- [WHAT IS REQUIRED] Show every line from the data below that includes "match".

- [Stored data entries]
────────────────

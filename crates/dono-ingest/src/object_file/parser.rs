//! Structural parser for indentation-based object files
//!
//! The parser keeps a stack of open [`CompositeNode`]s. A line at depth `d`
//! first closes every open node deeper than `d`, then either opens a new node
//! or adds an attribute to the node on top of the stack. Closed nodes are
//! handed to a [`NodeHandler`] in post-order (children before parents),
//! together with a mutable borrow of the parent that is still open.
//!
//! Closing is done with the [`LineSource`] suspended so no further input is
//! pulled while handlers run.

use async_trait::async_trait;
use tracing::{debug, trace};

use super::line::{classify, Classified, LineKind};
use super::node::CompositeNode;
use super::source::LineSource;
use crate::error::{FormatError, Result};

/// Default spaces per nesting level
pub const DEFAULT_INDENT_UNIT: usize = 2;

/// Receives every node when its block closes
///
/// `parent` is the enclosing node, still open, or `None` for top-level
/// nodes. The handler owns `node` from here on. Returning an error stops
/// the parse.
#[async_trait]
pub trait NodeHandler: Send {
    async fn node_closed(&mut self, parent: Option<&mut CompositeNode>, node: CompositeNode) -> Result<()>;
}

/// Counters for one parse
#[derive(Debug, Clone, Copy, Default, PartialEq, Eq)]
pub struct ParseSummary {
    pub lines: usize,
    pub nodes: usize,
}

/// Streaming object-file parser
#[derive(Debug)]
pub struct ObjectFileParser {
    indent_unit: usize,
    stack: Vec<CompositeNode>,
    summary: ParseSummary,
}

impl Default for ObjectFileParser {
    fn default() -> Self {
        Self::new(DEFAULT_INDENT_UNIT)
    }
}

impl ObjectFileParser {
    pub fn new(indent_unit: usize) -> Self {
        Self {
            indent_unit: indent_unit.max(1),
            stack: Vec::new(),
            summary: ParseSummary::default(),
        }
    }

    /// Consume `source`, emitting each node to `handler` as it closes
    pub async fn parse<H>(mut self, mut source: LineSource, handler: &mut H) -> Result<ParseSummary>
    where
        H: NodeHandler + ?Sized,
    {
        while let Some((line_no, raw)) = source.next_line().await? {
            self.summary.lines += 1;
            self.feed(&mut source, line_no, &raw, handler).await?;
        }
        self.close_to(0, &mut source, handler).await?;

        debug!(lines = self.summary.lines, nodes = self.summary.nodes, "Parse finished");
        Ok(self.summary)
    }

    async fn feed<H>(&mut self, source: &mut LineSource, line_no: usize, raw: &str, handler: &mut H) -> Result<()>
    where
        H: NodeHandler + ?Sized,
    {
        let line = classify(raw, self.indent_unit, line_no)?;
        if line.kind == LineKind::Blank {
            return Ok(());
        }

        let open = self.stack.len();
        // Roots always start in column 0
        if line.depth > open + 1 || (open == 0 && line.depth > 0) {
            return Err(FormatError::IndentJump { line: line_no, depth: line.depth, open }.into());
        }
        if line.depth < open {
            self.close_to(line.depth, source, handler).await?;
        }

        if line.depth > self.stack.len() || self.stack.is_empty() {
            // First line of a block, or a new root: only an object may start here
            let node = self.require_object(&line, line_no)?;
            self.stack.push(node);
            return Ok(());
        }

        match line.kind {
            LineKind::ObjectName(name) => self.stack.push(CompositeNode::new(name, line_no)),
            LineKind::Attribute { key, value } => match self.stack.last_mut() {
                Some(top) => top.set_attribute(key, value),
                None => {
                    return Err(FormatError::OrphanAttribute { line: line_no, key: key.to_string() }.into());
                }
            },
            LineKind::Blank => {}
        }
        Ok(())
    }

    fn require_object(&self, line: &Classified<'_>, line_no: usize) -> Result<CompositeNode> {
        match line.kind {
            LineKind::ObjectName(name) => Ok(CompositeNode::new(name, line_no)),
            LineKind::Attribute { key, .. } if self.stack.is_empty() => {
                Err(FormatError::OrphanAttribute { line: line_no, key: key.to_string() }.into())
            }
            _ => Err(FormatError::InvalidObjectName {
                line: line_no,
                name: line.content.to_string(),
            }
            .into()),
        }
    }

    /// Close open nodes until `depth` remain
    ///
    /// The source is resumed even when a handler fails.
    async fn close_to<H>(&mut self, depth: usize, source: &mut LineSource, handler: &mut H) -> Result<()>
    where
        H: NodeHandler + ?Sized,
    {
        source.suspend();
        let mut outcome = Ok(());
        while self.stack.len() > depth {
            let Some(node) = self.stack.pop() else { break };
            self.summary.nodes += 1;
            trace!(name = %node.name, line = node.line, "Closing object");
            if let Err(e) = handler.node_closed(self.stack.last_mut(), node).await {
                outcome = Err(e);
                break;
            }
        }
        source.resume();
        outcome
    }
}

/// Handler that reassembles the whole document tree
///
/// Used for inspection and diagnostics; ingestion never keeps more than the
/// open path in memory.
#[derive(Debug, Default)]
pub struct TreeCollector {
    roots: Vec<CompositeNode>,
}

impl TreeCollector {
    pub fn new() -> Self {
        Self::default()
    }

    /// Top-level nodes in document order
    pub fn into_roots(self) -> Vec<CompositeNode> {
        self.roots
    }

    /// All top-level nodes under a synthetic unnamed root
    pub fn into_tree(self) -> CompositeNode {
        let mut root = CompositeNode::new("", 0);
        root.children = self.roots;
        root
    }
}

#[async_trait]
impl NodeHandler for TreeCollector {
    async fn node_closed(&mut self, parent: Option<&mut CompositeNode>, node: CompositeNode) -> Result<()> {
        match parent {
            Some(parent) => parent.children.push(node),
            None => self.roots.push(node),
        }
        Ok(())
    }
}

/// Parse an in-memory document into its top-level nodes
pub async fn parse_str(text: &str, indent_unit: usize) -> Result<Vec<CompositeNode>> {
    let mut collector = TreeCollector::new();
    ObjectFileParser::new(indent_unit)
        .parse(LineSource::from_text(text), &mut collector)
        .await?;
    Ok(collector.into_roots())
}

────────────────

- [REPLY]
        match line.kind {
            LineKind::Attribute { key, value } => match self.stack.last_mut() {
        match line.kind {
        match parent {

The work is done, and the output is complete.